The trial, published Wednesday in the Journal of American Medical Association Network Open, involved 101 adult participants with chronic back pain aged 21 to 70. The findings suggest that honest placebo treatments “can confer meaningful clinical benefits to patients with chronic back pain” by engaging brain pathways linked to pain regulation, according to the authors.

Half of the participants received a single saline injection to their back. The other half did not receive additional treatments.

Saline does not provide health benefits, Yoni Ashar, assistant professor of neuroscience at the University of Colorado Anschutz Medical Campus and first author of the study, told The Epoch Times.

Participants who received saline were told that they received a placebo. They were also told that a placebo could have health benefits.

The researchers found that those who received the placebo had reduced pain intensity for one month and that the single injection “provided benefits lasting for at least 1 year posttreatment,” they wrote.

Beliefs Advance Healing

“The placebo effect is part of every treatment or procedure that advances healing, including exercise,” Ashar said. “If you believe exercise will help you, it’s more likely to do that.”

The participants were recruited from the Boulder, Colorado area in 2017 and 2018. They had suffered back pain for at least half the days during the previous six months.
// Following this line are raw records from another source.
impl ControlGroup {
    fn empty(name: &str, kind: GroupKind) -> Self {
        Self {
            name: name.to_string(),
            kind,
            controls: Vec::new(),
            settings: Vec::new(),
            enabled: true,
        }
    }

    fn with_controls(name: &str, kind: GroupKind, control_names: &[&str]) -> Self {
        let mut group = Self::empty(name, kind);
        for control_name in control_names {
            group
                .controls
                .push(Control::new(*control_name, true, Polarity::Unipolar));
        }
        group
    }

    /// Digital button cluster. One control per protocol bit, in bit order.
    pub fn buttons(name: &str, control_names: &[&str]) -> Self {
        Self::with_controls(name, GroupKind::Buttons, control_names)
    }

    /// Four-directional analog stick with deadzone and gate-radius shaping.
    pub fn analog_stick(name: &str) -> Self {
        let mut group =
            Self::with_controls(name, GroupKind::AnalogStick, &["Up", "Down", "Left", "Right"]);
        group
            .settings
            .push(NumericSetting::float(SETTING_DEADZONE, 0.0, 0.0, 0.5));
        group
            .settings
            .push(NumericSetting::float(SETTING_GATE_RADIUS, 1.0, 0.5, 1.0));
        group
    }

    /// N triggers, each with a digital and an analog half. The digital halves
    /// come first, then the analog halves, both in trigger order.
    pub fn mixed_triggers(name: &str, trigger_names: &[&str]) -> Self {
        let mut group = Self::empty(name, GroupKind::MixedTriggers);
        for trigger_name in trigger_names {
            group
                .controls
                .push(Control::new(*trigger_name, true, Polarity::Unipolar));
        }
        for trigger_name in trigger_names {
            group.controls.push(Control::new(
                format!("{trigger_name}-Analog"),
                false,
                Polarity::Unipolar,
            ));
        }
        group
            .settings
            .push(NumericSetting::float(SETTING_THRESHOLD, 0.9, 0.0, 1.0));
        group
    }

    /// Pointing cursor: shaped plane plus a vertical offset.
    pub fn cursor(name: &str) -> Self {
        let mut group =
            Self::with_controls(name, GroupKind::Cursor, &["Up", "Down", "Left", "Right"]);
        group
            .settings
            .push(NumericSetting::float(SETTING_DEADZONE, 0.0, 0.0, 0.5));
        group
            .settings
            .push(NumericSetting::float(SETTING_GATE_RADIUS, 1.0, 0.5, 1.0));
        group
            .settings
            .push(NumericSetting::float(SETTING_VERTICAL_OFFSET, 0.0, -1.0, 1.0));
        group
    }

    /// Orientation tilt: shaped plane scaled by the maximum tilt angle.
    pub fn tilt(name: &str) -> Self {
        let mut group = Self::with_controls(
            name,
            GroupKind::Tilt,
            &["Forward", "Backward", "Left", "Right"],
        );
        group
            .settings
            .push(NumericSetting::float(SETTING_DEADZONE, 0.0, 0.0, 0.5));
        group
            .settings
            .push(NumericSetting::float(SETTING_GATE_RADIUS, 1.0, 0.5, 1.0));
        group
            .settings
            .push(NumericSetting::float(SETTING_MAX_ANGLE, 90.0, 0.0, 180.0));
        group
    }

    /// Linear swing force on three axes with a 3D deadzone.
    pub fn force(name: &str) -> Self {
        let mut group = Self::with_controls(
            name,
            GroupKind::Force,
            &["Up", "Down", "Left", "Right", "Forward", "Backward"],
        );
        group
            .settings
            .push(NumericSetting::float(SETTING_DEADZONE, 0.0, 0.0, 0.5));
        group
    }

    /// Per-axis shake trigger with a configurable intensity.
    pub fn shake(name: &str) -> Self {
        let mut group = Self::with_controls(name, GroupKind::Shake, &["X", "Y", "Z"]);
        group
            .settings
            .push(NumericSetting::float(SETTING_INTENSITY, 0.5, 0.0, 1.0));
        group
    }

    /// Six directional controls combined as three differential axes.
    pub fn imu_accelerometer(name: &str) -> Self {
        Self::with_controls(
            name,
            GroupKind::ImuAccelerometer,
            &["Left", "Right", "Forward", "Backward", "Up", "Down"],
        )
    }

    /// Six rotational controls combined as three differential axes.
    pub fn imu_gyroscope(name: &str) -> Self {
        Self::with_controls(
            name,
            GroupKind::ImuGyroscope,
            &[
                "Pitch Up",
                "Pitch Down",
                "Roll Left",
                "Roll Right",
                "Yaw Left",
                "Yaw Right",
            ],
        )
    }

    pub fn name(&self) -> &str {
        &self.name
    }

    pub fn kind(&self) -> GroupKind {
        self.kind
    }

    pub fn is_enabled(&self) -> bool {
        self.enabled
    }

    pub fn set_enabled(&mut self, enabled: bool) {
        if self.enabled != enabled {
            debug!("Group '{}' enabled flag set to {}", self.name, enabled);
        }
        self.enabled = enabled;
    }

    pub fn controls(&self) -> &[Control] {
        &self.controls
    }

    pub fn controls_mut(&mut self) -> &mut [Control] {
        &mut self.controls
    }

    pub fn settings(&self) -> &[NumericSetting] {
        &self.settings
    }

    pub fn setting(&self, name: &str) -> Option<&NumericSetting> {
        self.settings.iter().find(|setting| setting.name() == name)
    }

    pub fn setting_mut(&mut self, name: &str) -> Option<&mut NumericSetting> {
        self.settings
            .iter_mut()
            .find(|setting| setting.name() == name)
    }

    /// Refresh every control reference from the device backend.
    pub fn update_references(&mut self, source: &dyn InputSource) {
        for control in &mut self.controls {
            control.reference_mut().update(source);
        }
    }

    fn expect_kind(&self, expected: GroupKind) -> Result<(), GroupError> {
        if self.kind == expected {
            Ok(())
        } else {
            Err(GroupError::WrongVariant {
                group: self.name.clone(),
                expected,
                actual: self.kind,
            })
        }
    }

    fn setting_value(&self, name: &str, fallback: f64) -> f64 {
        self.setting(name)
            .map(NumericSetting::value)
            .unwrap_or(fallback)
    }

    fn shape(&self) -> InputShape {
        InputShape::new(
            self.setting_value(SETTING_DEADZONE, 0.0),
            self.setting_value(SETTING_GATE_RADIUS, 1.0),
        )
    }

    /// Differential axis from an opposing control pair.
    fn pair(&self, positive: usize, negative: usize) -> ControlState {
        self.controls[positive].state() - self.controls[negative].state()
    }

    /// OR one caller-supplied bit per pressed control into `mask`.
    ///
    /// OR-only: bits already set by sibling groups sharing the mask are never
    /// cleared; callers pre-zero the mask when they want a fresh one.
    pub fn button_mask(&self, mask: &mut u16, bit_table: &[u16]) -> Result<(), GroupError> {
        self.expect_kind(GroupKind::Buttons)?;
        if bit_table.len() != self.controls.len() {
            return Err(GroupError::BitTableMismatch {
                group: self.name.clone(),
                expected: self.controls.len(),
                got: bit_table.len(),
            });
        }
        for (control, bit) in self.controls.iter().zip(bit_table) {
            if control.state() > ACTIVATION_THRESHOLD {
                *mask |= bit;
            }
        }
        Ok(())
    }

    /// Shaped stick vector; x grows rightward, y grows upward.
    pub fn stick_state(&self) -> Result<StickState, GroupError> {
        self.expect_kind(GroupKind::AnalogStick)?;
        let (x, y) = self.shape().shape_2d(self.pair(3, 2), self.pair(0, 1));
        Ok(StickState { x, y })
    }

    /// Digital bits plus analog values for every trigger.
    ///
    /// The analog reference owns the analog channel whenever it is bound; a
    /// digital-only trigger saturates the channel to 1.0 while pressed. The
    /// bit is driven by the digital reference or by the analog channel
    /// crossing the threshold setting.
    pub fn triggers_state(
        &self,
        mask: &mut u16,
        bit_table: &[u16],
        analog_out: &mut [ControlState],
    ) -> Result<(), GroupError> {
        self.expect_kind(GroupKind::MixedTriggers)?;
        let trigger_count = self.controls.len() / 2;
        if bit_table.len() != trigger_count {
            return Err(GroupError::BitTableMismatch {
                group: self.name.clone(),
                expected: trigger_count,
                got: bit_table.len(),
            });
        }
        if analog_out.len() != trigger_count {
            return Err(GroupError::AnalogBufferMismatch {
                group: self.name.clone(),
                expected: trigger_count,
                got: analog_out.len(),
            });
        }

        let threshold = self.setting_value(SETTING_THRESHOLD, 0.9);
        for index in 0..trigger_count {
            let digital = self.controls[index].reference();
            let analog = self.controls[trigger_count + index].reference();

            let pressed = digital.state() > ACTIVATION_THRESHOLD;
            let value = if analog.is_bound() {
                analog.state()
            } else if pressed {
                1.0
            } else {
                0.0
            };

            if pressed || value > threshold {
                *mask |= bit_table[index];
            }
            analog_out[index] = value.clamp(0.0, 1.0);
        }
        Ok(())
    }

    /// Shaped cursor position with the vertical offset applied.
    pub fn cursor_state(&self) -> Result<StickState, GroupError> {
        self.expect_kind(GroupKind::Cursor)?;
        let (x, y) = self.shape().shape_2d(self.pair(3, 2), self.pair(0, 1));
        let offset = self.setting_value(SETTING_VERTICAL_OFFSET, 0.0);
        Ok(StickState {
            x,
            y: (y + offset).clamp(-1.0, 1.0),
        })
    }

    /// Shaped tilt vector scaled by the maximum angle setting.
    pub fn tilt_state(&self) -> Result<StickState, GroupError> {
        self.expect_kind(GroupKind::Tilt)?;
        let (x, y) = self.shape().shape_2d(self.pair(3, 2), self.pair(0, 1));
        let scale = self.setting_value(SETTING_MAX_ANGLE, 90.0) / 180.0;
        Ok(StickState {
            x: x * scale,
            y: y * scale,
        })
    }

    /// Swing force vector with a 3D deadzone.
    pub fn force_state(&self) -> Result<MotionState, GroupError> {
        self.expect_kind(GroupKind::Force)?;
        let shape = InputShape::new(self.setting_value(SETTING_DEADZONE, 0.0), 1.0);
        let (x, y, z) = shape.shape_3d(self.pair(3, 2), self.pair(4, 5), self.pair(0, 1));
        Ok(MotionState { x, y, z })
    }

    /// Per-axis shake: an active control contributes the intensity setting.
    pub fn shake_state(&self) -> Result<MotionState, GroupError> {
        self.expect_kind(GroupKind::Shake)?;
        let intensity = self.setting_value(SETTING_INTENSITY, 0.5);
        let axis = |index: usize| {
            if self.controls[index].state() > ACTIVATION_THRESHOLD {
                intensity
            } else {
                0.0
            }
        };
        Ok(MotionState {
            x: axis(0),
            y: axis(1),
            z: axis(2),
        })
    }

    /// Differential accelerometer axes, or `None` while unconfigured.
    ///
    /// "Unconfigured" is judged from the first control's bound-count only; a
    /// partially bound group still reports, with unbound axes reading 0.
    pub fn accelerometer_state(&self) -> Result<Option<MotionState>, GroupError> {
        self.expect_kind(GroupKind::ImuAccelerometer)?;
        if !self.controls[0].reference().is_bound() {
            return Ok(None);
        }
        Ok(Some(MotionState {
            x: self.pair(0, 1),
            y: self.pair(3, 2),
            z: self.pair(4, 5),
        }))
    }

    /// Differential gyroscope axes, gated like the accelerometer.
    pub fn gyroscope_state(&self) -> Result<Option<MotionState>, GroupError> {
        self.expect_kind(GroupKind::ImuGyroscope)?;
        if !self.controls[0].reference().is_bound() {
            return Ok(None);
        }
        Ok(Some(MotionState {
            x: self.pair(0, 1),
            y: self.pair(2, 3),
            z: self.pair(4, 5),
        }))
    }
}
The placebo group underwent a treatment program that included the injection and an “empathic, validating clinical encounter” with a physician from the research team. Through conversations and videos, participants were informed that:

  • The placebo contained no active ingredients
  • Placebos can have powerful effects
  • Placebos can work even when inert by engaging “nonconscious pathways” that automatically trigger natural healing responses

The control group, comprising half the participants, were told to continue their usual ongoing care treatments and not start any new treatments. They did not receive any treatment from the research study team.

To investigate the brain mechanisms, functional magnetic resonance imaging (MRI) compared the placebo group with the usual care group. The placebo reduced chronic back pain intensity one month after treatment compared to usual care.

“Through 1-year follow-up, pain relief did not persist, although significant benefits were observed for depression, anger, anxiety, and sleep disruption,” the researchers wrote.

Brain responses to back pain were more pronounced in the placebo group than in the usual treatment group in several areas. Participants reported no adverse effects from their placebo injections.

The Power of Suggestion

Ashar cited a 2007 study, as an example of how a different kind of placebo can have a positive effect.

In that study, female hotel maids were told that their work of cleaning rooms constituted good exercise, satisfying the Surgeon General’s recommendations for a healthy lifestyle. The control group was not given this information. Four weeks later, the group that was told they were exercising enjoyed numerous benefits, including weight loss, lower blood pressure, and reduced body fat, despite no noticeable change in behavior.

In this case, the placebo is not a physical treatment but a procedure creating a connection between the mind and body. The placebo effect is defined as believing a treatment or procedure will work.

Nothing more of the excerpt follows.